Fractures of the coccyx involve the tailbone, the terminal portion of the spine situated below the sacrum formed by 3 to 5 fused vertebrae. Coccyx fractures occur when falling on a seated position. They are more common in elderly women and seldom require surgical treatment.

Weight lifting and shoulder overuse is a possible cause of acromioclavicular arthritis


The main aetiology of AC Arthritis is overuse of the shoulder in ageing individuals and active sportsmen/women. Weightlifters, other athletes or workers who repeatedly lift heavy weight with overhead movement are particularly prone to develop AC arthritis. It can also develop as a degenerative pathology following bone injury. Pre-existing, congenital autoimmune arthritis can include, amongst other joints, the deterioration of the AC joint.

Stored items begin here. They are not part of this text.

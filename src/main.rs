//! # news-clusters
//!
//! Groups a batch of news articles into clusters of near-duplicate stories.
//!
//! ## Usage
//!
//! ```
//! # Cluster a JSON file and print the clusters as JSON
//! news-clusters --input articles.json
//!
//! # Read from stdin, merge near-identical titles, show a table
//! cat articles.json | news-clusters --title-merge --format table
//!
//! # Regroup by company and enrich through the configured LLM
//! news-clusters -i articles.json -o clusters.json --regroup-companies --enrich
//! ```
//!
//! ## Configuration
//!
//! Environment variables (flags take precedence):
//! - `CLUSTER_THRESHOLD`, `CLUSTER_TITLE_MERGE`, `CLUSTER_SCORING`, `CLUSTER_TAG_LIMIT`
//! - `ENRICH_LLM_TYPE` ("ollama" or "openai"), `ENRICH_MODEL`, `ENRICH_TEMPERATURE`,
//!   `ENRICH_CONCURRENCY`, `OLLAMA_HOST`, `OLLAMA_PORT`, `OPENAI_API_KEY`
//! - `CACHE_DATABASE_PATH`: SQLite file for the cluster cache (in-memory when unset)
//! - `EXTRA_COMPANIES`: semicolon-separated names added to company detection
//! - `LOG_DIR`, `RUST_LOG`

use anyhow::{Context, Result};
use clap::{Parser, ValueEnum};
use prettytable::{Cell, Row as PrettyRow, Table};
use serde_json::Value;
use tokio::time::Instant;
use tracing::{info, warn};

use news_clusters::article::{normalize_articles, Article};
use news_clusters::clustering::{
    cluster_articles, fill_all_heuristic_content, regroup_by_company, Cluster, ClusterParams,
};
use news_clusters::db::{content_hash, ClusterCache, Database, KeyValueStore, MemoryStore};
use news_clusters::enrichment::enrich_clusters;
use news_clusters::environment::Config;
use news_clusters::logging::configure_logging;
use news_clusters::TARGET_CLUSTER;

const PREVIEW_CHARS: usize = 60;

#[derive(Debug, Clone, Copy, PartialEq, Eq, ValueEnum)]
enum OutputFormat {
    Json,
    Table,
}

#[derive(Parser, Debug)]
#[command(author, version, about, long_about = None)]
struct Args {
    /// JSON file with an article array or an object holding `articles` (stdin when omitted)
    #[arg(short = 'i', long)]
    input: Option<String>,

    /// Where to write the result (stdout when omitted)
    #[arg(short = 'o', long)]
    output: Option<String>,

    /// Similarity threshold in [0, 1]
    #[arg(short = 't', long)]
    threshold: Option<f64>,

    /// Merge clusters whose first titles are nearly identical
    #[arg(long)]
    title_merge: bool,

    /// Collapse singleton clusters that name the same company
    #[arg(long)]
    regroup_companies: bool,

    /// Enrich clusters through the configured LLM
    #[arg(long)]
    enrich: bool,

    /// Skip the cluster cache
    #[arg(long)]
    no_cache: bool,

    #[arg(short = 'f', long, value_enum, default_value = "json")]
    format: OutputFormat,
}

#[tokio::main]
async fn main() -> Result<()> {
    configure_logging();
    let args = Args::parse();

    let mut config = Config::from_env();
    if let Some(threshold) = args.threshold {
        config.set_threshold(threshold);
    }
    if args.title_merge {
        config.title_merge = true;
    }

    let raw = match &args.input {
        Some(path) => tokio::fs::read_to_string(path)
            .await
            .with_context(|| format!("Failed to read {}", path))?,
        None => {
            let mut buffer = String::new();
            std::io::Read::read_to_string(&mut std::io::stdin(), &mut buffer)
                .context("Failed to read stdin")?;
            buffer
        }
    };
    let value: Value = serde_json::from_str(&raw).context("Input is not valid JSON")?;
    let articles = normalize_articles(&value);
    info!(target: TARGET_CLUSTER, "Loaded {} articles", articles.len());

    let params = config.cluster_params();
    let start_time = Instant::now();

    let mut clusters = if args.no_cache {
        cluster_articles(&articles, &params)
    } else if let Some(path) = &config.cache_database_path {
        match Database::new(path).await {
            Ok(db) => cached_clusters(&ClusterCache::new(db), &articles, &params).await,
            Err(e) => {
                warn!(target: TARGET_CLUSTER, "Cache database {} unavailable: {}", path, e);
                cluster_articles(&articles, &params)
            }
        }
    } else {
        cached_clusters(&ClusterCache::new(MemoryStore::new()), &articles, &params).await
    };

    if args.regroup_companies {
        let merged = regroup_by_company(&mut clusters);
        fill_all_heuristic_content(&mut clusters, &params);
        info!(target: TARGET_CLUSTER, "Company regroup merged {} clusters", merged);
    }

    if args.enrich {
        match config.llm_params() {
            Ok(llm_params) => {
                let stats = enrich_clusters(&mut clusters, &llm_params, config.enrich_concurrency).await;
                info!(
                    target: TARGET_CLUSTER,
                    "Enriched {} clusters ({} failed)", stats.enriched, stats.failed
                );
            }
            Err(e) => warn!(target: TARGET_CLUSTER, "Skipping enrichment: {}", e),
        }
    }

    info!(
        target: TARGET_CLUSTER,
        "Produced {} clusters from {} articles in {:.2?}",
        clusters.len(),
        articles.len(),
        start_time.elapsed()
    );

    let rendered = match args.format {
        OutputFormat::Json => serde_json::to_string_pretty(&clusters)?,
        OutputFormat::Table => render_table(&clusters),
    };

    match &args.output {
        Some(path) => tokio::fs::write(path, rendered)
            .await
            .with_context(|| format!("Failed to write {}", path))?,
        None => println!("{}", rendered),
    }

    Ok(())
}

/// Returns cached clusters for this input and params, clustering and storing
/// them on a miss.
async fn cached_clusters<S: KeyValueStore>(
    cache: &ClusterCache<S>,
    articles: &[Article],
    params: &ClusterParams,
) -> Vec<Cluster> {
    let hash = content_hash(articles);
    if let Some(clusters) = cache.get(&hash, params).await {
        info!(target: TARGET_CLUSTER, "Using cached clusters for {}", hash);
        return clusters;
    }

    let clusters = cluster_articles(articles, params);
    cache.put(&hash, params, &clusters).await;
    clusters
}

fn preview(text: &str) -> String {
    if text.chars().count() <= PREVIEW_CHARS {
        text.to_string()
    } else {
        let cut: String = text.chars().take(PREVIEW_CHARS).collect();
        format!("{}...", cut)
    }
}

fn render_table(clusters: &[Cluster]) -> String {
    let mut table = Table::new();
    table.add_row(PrettyRow::new(vec![
        Cell::new("ID"),
        Cell::new("Articles"),
        Cell::new("Company"),
        Cell::new("Topic"),
        Cell::new("First Title"),
        Cell::new("Enriched"),
    ]));

    for cluster in clusters {
        table.add_row(PrettyRow::new(vec![
            Cell::new(&cluster.id),
            Cell::new(&cluster.len().to_string()),
            Cell::new(cluster.company.as_deref().unwrap_or("-")),
            Cell::new(&preview(cluster.topic.as_deref().unwrap_or("-"))),
            Cell::new(&preview(cluster.first_title())),
            Cell::new(if cluster.enhanced { "yes" } else { "no" }),
        ]));
    }

    table.to_string()
}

Repetitive shoulder work may cause acromioclavicular joint arthritis

Risk factors

The risk to acquire shoulder osteoarthritis is higher in individuals practicing heavy object lifting, including recreational weight-lifting and professions that involve overhead work . A previous dislocation of the AC joint can also predispose to AC joint arthritis.

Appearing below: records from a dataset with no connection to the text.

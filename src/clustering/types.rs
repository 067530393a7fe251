use serde::{Deserialize, Serialize};
use std::fmt;

use crate::article::Article;
use crate::clustering::representative::compute_representative;
use crate::clustering::tokenize::TokenSet;
use crate::clustering::{DEFAULT_TAG_LIMIT, DEFAULT_THRESHOLD};
use crate::enrichment::Enrichment;
use crate::entity::TokenInfo;

/// How an incoming item is scored against an existing cluster.
///
/// A run uses exactly one policy; both keep first-match-wins assignment.
#[derive(Debug, Clone, Copy, PartialEq, Eq, Default, Serialize, Deserialize)]
#[serde(rename_all = "lowercase")]
pub enum Scoring {
    /// Jaccard of the item's extracted tokens against the cluster representative.
    #[default]
    Representative,
    /// 0.6 title / 0.4 summary Jaccard against the cluster's founding item.
    Weighted,
}

impl fmt::Display for Scoring {
    fn fmt(&self, f: &mut fmt::Formatter<'_>) -> fmt::Result {
        match self {
            Scoring::Representative => write!(f, "representative"),
            Scoring::Weighted => write!(f, "weighted"),
        }
    }
}

impl From<&str> for Scoring {
    fn from(s: &str) -> Self {
        match s.trim().to_lowercase().as_str() {
            "weighted" => Scoring::Weighted,
            _ => Scoring::Representative,
        }
    }
}

/// Parameters for a clustering run.
#[derive(Debug, Clone, PartialEq, Serialize, Deserialize)]
#[serde(rename_all = "camelCase")]
pub struct ClusterParams {
    /// Expected in [0, 1]; callers clamp, the engine does not.
    pub threshold: f64,
    pub title_merge: bool,
    pub scoring: Scoring,
    /// Fill topic/summary/key points/tags heuristically after clustering.
    pub generate_content: bool,
    pub tag_limit: usize,
    /// Company names added to the built-in list for this run.
    #[serde(default)]
    pub extra_companies: Vec<String>,
}

impl Default for ClusterParams {
    fn default() -> Self {
        Self {
            threshold: DEFAULT_THRESHOLD,
            title_merge: false,
            scoring: Scoring::default(),
            generate_content: true,
            tag_limit: DEFAULT_TAG_LIMIT,
            extra_companies: Vec::new(),
        }
    }
}

/// A group of near-duplicate articles.
///
/// `items` and `token_sets` are parallel and never empty. `rep` is derived
/// from `token_sets` on every membership change.
#[derive(Debug, Clone, PartialEq, Serialize, Deserialize)]
#[serde(rename_all = "camelCase")]
pub struct Cluster {
    pub id: String,
    pub items: Vec<Article>,
    pub token_sets: Vec<TokenSet>,
    pub rep: TokenSet,
    /// Inherited from the founding item; only used for merge bucketing.
    pub template_id: Option<String>,
    pub company: Option<String>,

    #[serde(default, skip_serializing_if = "Option::is_none")]
    pub topic: Option<String>,
    #[serde(default, skip_serializing_if = "Option::is_none")]
    pub summary: Option<String>,
    #[serde(default, skip_serializing_if = "Option::is_none")]
    pub key_points: Option<Vec<String>>,
    #[serde(default, skip_serializing_if = "Option::is_none")]
    pub tags: Option<Vec<String>>,

    #[serde(default, skip_serializing_if = "Option::is_none")]
    pub enrichment: Option<Enrichment>,
    #[serde(default)]
    pub enhanced: bool,
    #[serde(default, skip_serializing_if = "Vec::is_empty")]
    pub enrichment_warnings: Vec<String>,
    #[serde(default, skip_serializing_if = "Option::is_none")]
    pub enrichment_error: Option<String>,
}

impl Cluster {
    /// Starts a singleton cluster. The id is a placeholder until renumbering.
    pub fn new(article: Article, info: TokenInfo) -> Self {
        let mut cluster = Cluster {
            id: String::new(),
            items: vec![article],
            token_sets: vec![info.tokens],
            rep: TokenSet::new(),
            template_id: info.template_id,
            company: info.company,
            topic: None,
            summary: None,
            key_points: None,
            tags: None,
            enrichment: None,
            enhanced: false,
            enrichment_warnings: Vec::new(),
            enrichment_error: None,
        };
        cluster.recompute_rep();
        cluster
    }

    pub fn len(&self) -> usize {
        self.items.len()
    }

    pub fn is_empty(&self) -> bool {
        self.items.is_empty()
    }

    pub fn is_singleton(&self) -> bool {
        self.items.len() == 1
    }

    pub fn first_title(&self) -> &str {
        self.items.first().map(|a| a.title.as_str()).unwrap_or("")
    }

    /// Appends one article and rebuilds the representative.
    pub fn push(&mut self, article: Article, tokens: TokenSet) {
        self.items.push(article);
        self.token_sets.push(tokens);
        self.membership_changed();
    }

    /// Moves every member of `other` into this cluster. Founding metadata of
    /// `self` is kept.
    pub fn absorb(&mut self, other: Cluster) {
        self.items.extend(other.items);
        self.token_sets.extend(other.token_sets);
        self.membership_changed();
    }

    /// Content derived from the old membership no longer describes the
    /// cluster, so it is dropped along with any enrichment.
    fn membership_changed(&mut self) {
        self.recompute_rep();
        self.topic = None;
        self.summary = None;
        self.key_points = None;
        self.tags = None;
        self.enrichment = None;
        self.enhanced = false;
        self.enrichment_warnings.clear();
        self.enrichment_error = None;
    }

    /// Rebuilds `rep` from the full membership.
    ///
    /// If every member has an empty token set, the founder's id becomes a
    /// sentinel token so `rep` is never empty.
    pub fn recompute_rep(&mut self) {
        let mut rep = compute_representative(&self.token_sets);
        if rep.is_empty() {
            if let Some(first) = self.items.first() {
                rep.insert(format!("#{}", first.id.to_lowercase()));
            }
        }
        self.rep = rep;
    }
}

Pain when crossing the arm over the chest is typical of an acromioclavicular arthritis


In AC joint arthritis increasing pain progresses over time and is mostly located on the front side of the shoulder joint. It is heightened with the movement of the arm across the chest, due to the compression of the joint. It can manifest at rest and during sleep. The range of movement of the shoulder is reduced mostly when lifting the arm over the head. These symptoms can be associated with pain to other joints in rheumatoid arthritis or following major trauma. A bump over the AC joint can also appear. Clicking or snapping noises can be heard during movements.

X-ray showing arthritis of the acromioclavicular joint


During clinical consultation the medical history of the patient is recorded and followed by the physical investigation. Tests are performed to assess the limitation in the range of movements of the shoulder by gently pulling the arm of the affected side across the chest. This results in acute pain. Appearance of deformities, swelling, external injuries and tenderness at touch are established. X-ray is the first diagnostic tool to detect cartilage degeneration, presence of bone spurs and associated injuries (fracture of the clavicle or other parts of the shoulder joint). Pain usually disappears when using local anaesthetics.


Location of an acromioclavicular joint injection for conservative treatment

Nonoperative treatment

Nonoperative treatment includes rest, application of ice/heat pads, oral administration of NSAIDs and local injection of steroids when the symptoms are significant.

Patient following open surgery for partial resection of the clavicle

Surgical treatment

If conservative treatment is unsuccessful, arthroscopic or open surgery is recommended. Resection arthroplasty aims to remove a fragment of the edge of the clavicle to create more space in the joint and restore mobility.

Temporary immobilisation of the shoulder after surgery


Up to four weeks post-surgery, it is advised to use a sling to support the shoulder. Immediately after surgery a gentle physiotherapy can commence to strengthen the muscles around the shoulder and restore joint flexibility. This is followed by tailored exercise program at home.

Shoulder stretching and exercise help preventing acromioclavicular arthritis


A number of methods are advised to maintain a healthy shoulder once AC arthritis has been diagnosed and treated. They include the interruption of contact sport activities; restriction of overhead work, weight lifting, and avoidance of extreme arm movements. Prevention is assisted by a regular exercise to keep the muscle tone and shoulder flexibility.